The Washington-headquartered IMF says the pace of growth in government spending could be scaled down due to the region’s current robust economy, which is buoyed by high oil prices, expanded oil production, expansionary fiscal politics and low interest rates.
“While expansionary fiscal policies helped the region weather the global financial crisis, given the healthy economic expansion currently under way, the need for continued fiscal stimulus is diminishing,” the IMF says in a report released on 29 October.
“Most GCC countries should therefore plan to reduce the growth rate in government expenditure in the period ahead … This would help ensure long-term sustainability given the prospective of budgets moving into deficit over the medium term,” it adds.
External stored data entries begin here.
//! # Queue-full admission policy
//!
//! The pool keeps a single task queue. A submission is *admitted* when the queue
//! takes the task: either a buffer slot is free (`queue_capacity > 0`) or a worker
//! is waiting to receive it (`queue_capacity == 0`, synchronous hand-off).
//! When neither holds, the policy decides what [`Pool::submit`](crate::Pool::submit) does.
//!
//! ## Variants
//! - `Wait`: **wait** until the task is admitted (default).
//! - `Discard`: **drop** the task silently and report success.
//! - `ReturnError`: **refuse** the task with [`PoolError::QueueFull`](crate::PoolError::QueueFull),
//!   which is also recorded in the pool's error collector.
//!
//! ## Invariants
//! - A task that was not admitted is never counted as outstanding, so
//!   [`Pool::wait`](crate::Pool::wait) never waits for it.
//! - Only `ReturnError` makes a refusal visible.

/// Policy controlling how submissions are handled when the queue cannot take them.
#[derive(Clone, Copy, Debug, Default, PartialEq, Eq)]
pub enum QueueFullPolicy {
    /// Wait for room in the queue.
    ///
    /// Use when:
    /// - Every submission must execute
    /// - Submitters can absorb the latency (natural backpressure)
    #[default]
    Wait,

    /// Drop the task and return `Ok(())`.
    ///
    /// Use when:
    /// - Work is best-effort and load shedding is preferable to latency
    /// - Example: sampling telemetry, cache warmups
    Discard,

    /// Refuse the task with `PoolError::QueueFull`.
    ///
    /// Use when:
    /// - The submitter wants to react (retry later, shed upstream)
    /// - Refusals must show up in the aggregated errors
    ReturnError,
}

impl QueueFullPolicy {
    /// Returns `true` if submissions under this policy never wait for room.
    #[inline]
    pub fn is_non_blocking(&self) -> bool {
        !matches!(self, QueueFullPolicy::Wait)
    }

    /// Returns a short stable label (snake_case) for use in logs/metrics.
    pub fn as_label(&self) -> &'static str {
        match self {
            QueueFullPolicy::Wait => "wait",
            QueueFullPolicy::Discard => "discard",
            QueueFullPolicy::ReturnError => "return_error",
        }
    }
}
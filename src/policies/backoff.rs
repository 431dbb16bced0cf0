//! # Backoff policy between retry attempts.
//!
//! [`BackoffPolicy`] decides how long a worker pauses before re-running a task
//! whose previous attempt failed. The default is **no pause**; the common case of
//! a fixed pause is [`BackoffPolicy::constant`] (what
//! [`Config::with_retry_delay`](crate::Config::with_retry_delay) sets up).
//!
//! The delay before retry `n` (0-indexed) is `first × factor^n`, clamped to `max`,
//! then jitter is applied. The base is derived from `n` alone, so jitter output
//! never feeds back into later delays.
//!
//! # Example
//! ```rust
//! use std::time::Duration;
//! use taskpool::{BackoffPolicy, JitterPolicy};
//!
//! let backoff = BackoffPolicy {
//!     first: Duration::from_millis(100),
//!     max: Duration::from_secs(1),
//!     factor: 2.0,
//!     jitter: JitterPolicy::None,
//! };
//!
//! assert_eq!(backoff.next(0), Duration::from_millis(100));
//! assert_eq!(backoff.next(1), Duration::from_millis(200));
//! assert_eq!(backoff.next(10), Duration::from_secs(1));
//! ```

use std::time::Duration;

use crate::policies::jitter::JitterPolicy;

/// Retry backoff policy.
#[derive(Clone, Copy, Debug, PartialEq)]
pub struct BackoffPolicy {
    /// Delay before the first retry.
    pub first: Duration,
    /// Maximum delay cap.
    pub max: Duration,
    /// Multiplicative growth factor (`1.0` = constant).
    pub factor: f64,
    /// Jitter applied to every computed delay.
    pub jitter: JitterPolicy,
}

impl Default for BackoffPolicy {
    /// No delay between attempts.
    fn default() -> Self {
        Self::constant(Duration::ZERO)
    }
}

impl BackoffPolicy {
    /// A fixed pause of `delay` between attempts, without jitter.
    pub fn constant(delay: Duration) -> Self {
        Self {
            first: delay,
            max: delay,
            factor: 1.0,
            jitter: JitterPolicy::None,
        }
    }

    /// Exponential growth from `first`, doubling each retry, capped at `max`.
    pub fn exponential(first: Duration, max: Duration) -> Self {
        Self {
            first,
            max,
            factor: 2.0,
            jitter: JitterPolicy::None,
        }
    }

    /// Returns a copy with the given jitter.
    pub fn with_jitter(mut self, jitter: JitterPolicy) -> Self {
        self.jitter = jitter;
        self
    }

    /// Returns `true` if this policy never pauses.
    #[inline]
    pub fn is_zero(&self) -> bool {
        self.first.is_zero() || self.max.is_zero()
    }

    /// Computes the delay before retry number `retry` (0-indexed).
    ///
    /// Non-finite or negative intermediate values (huge exponents, odd factors)
    /// collapse to `max`.
    pub fn next(&self, retry: u32) -> Duration {
        if self.is_zero() {
            return Duration::ZERO;
        }
        let exp = retry.min(i32::MAX as u32) as i32;
        let secs = self.first.as_secs_f64() * self.factor.powi(exp);

        let base = if !secs.is_finite() || secs < 0.0 || secs > self.max.as_secs_f64() {
            self.max
        } else {
            Duration::from_secs_f64(secs)
        };
        self.jitter.apply(base)
    }
}
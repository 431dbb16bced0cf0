//! # Event subscribers for a pool.
//!
//! This module provides the [`Subscribe`] trait and the [`SubscriberSet`] that
//! fans pool events out to every registered subscriber.
//!
//! ## Architecture
//! ```text
//! Event flow:
//!   Worker / submit() ── publish(Event) ──► Bus ──► listener ──► SubscriberSet::emit(&Event)
//!                                                                   │
//!                                                        ┌──────────┼──────────┐
//!                                                        ▼          ▼          ▼
//!                                                   [queue S1] [queue S2] [queue SN]
//!                                                        │          │          │
//!                                                   on_event() on_event()  on_event()
//! ```
//!
//! ## Implementing custom subscribers
//! ```no_run
//! use std::sync::atomic::{AtomicU64, Ordering};
//! use taskpool::{Event, EventKind, Subscribe};
//! use async_trait::async_trait;
//!
//! #[derive(Default)]
//! struct PanicCounter(AtomicU64);
//!
//! #[async_trait]
//! impl Subscribe for PanicCounter {
//!     async fn on_event(&self, event: &Event) {
//!         if event.kind == EventKind::TaskPanicked {
//!             self.0.fetch_add(1, Ordering::Relaxed);
//!         }
//!     }
//!
//!     fn name(&self) -> &'static str { "panic-counter" }
//! }
//! ```

mod set;
mod subscribe;

#[cfg(feature = "logging")]
mod embedded;

pub use set::SubscriberSet;
pub use subscribe::Subscribe;

#[cfg(feature = "logging")]
pub use embedded::LogWriter;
The combined GCC economies have grown at a strong pace since the trough of 2009, with overall gross domestic product (GDP) growth reaching 7.5 per cent in 2011 – a seven-year high – and non-hydrocarbon growth rising in all countries except unrest-hit Bahrain.
However, the IMF forecast crude prices to decline gradually over the medium term, projecting a dip below $100 a barrel by 2015, while oil production is also expected to fall slightly in the year ahead.
“Accordingly, along with continued increases in government spending, fiscal and external surpluses are, with unchanged policies, projected to decline in 2013 and beyond, with the combined fiscal surplus turning to deficit around 2017,” the report forecasts.
High government spending has increased the breakeven oil prices of the six members to an average historical high. Although mostly remaining below actual oil prices, the report highlighted, the higher bar makes GCC economies more vulnerable to the possibility of a weaker crude market.
Non-oil growth is forecast by the IMF to slow from 7 per cent in 2011 to 6 per cent in 2012, with 5.5 per cent projected for the year after.
“This slowdown reflects lower growth in government spending, as well as weaker external conditions, with the effects partially offset by still accommodative monetary conditions and the positive momentum in private-sector activity,” says the IMF in its report.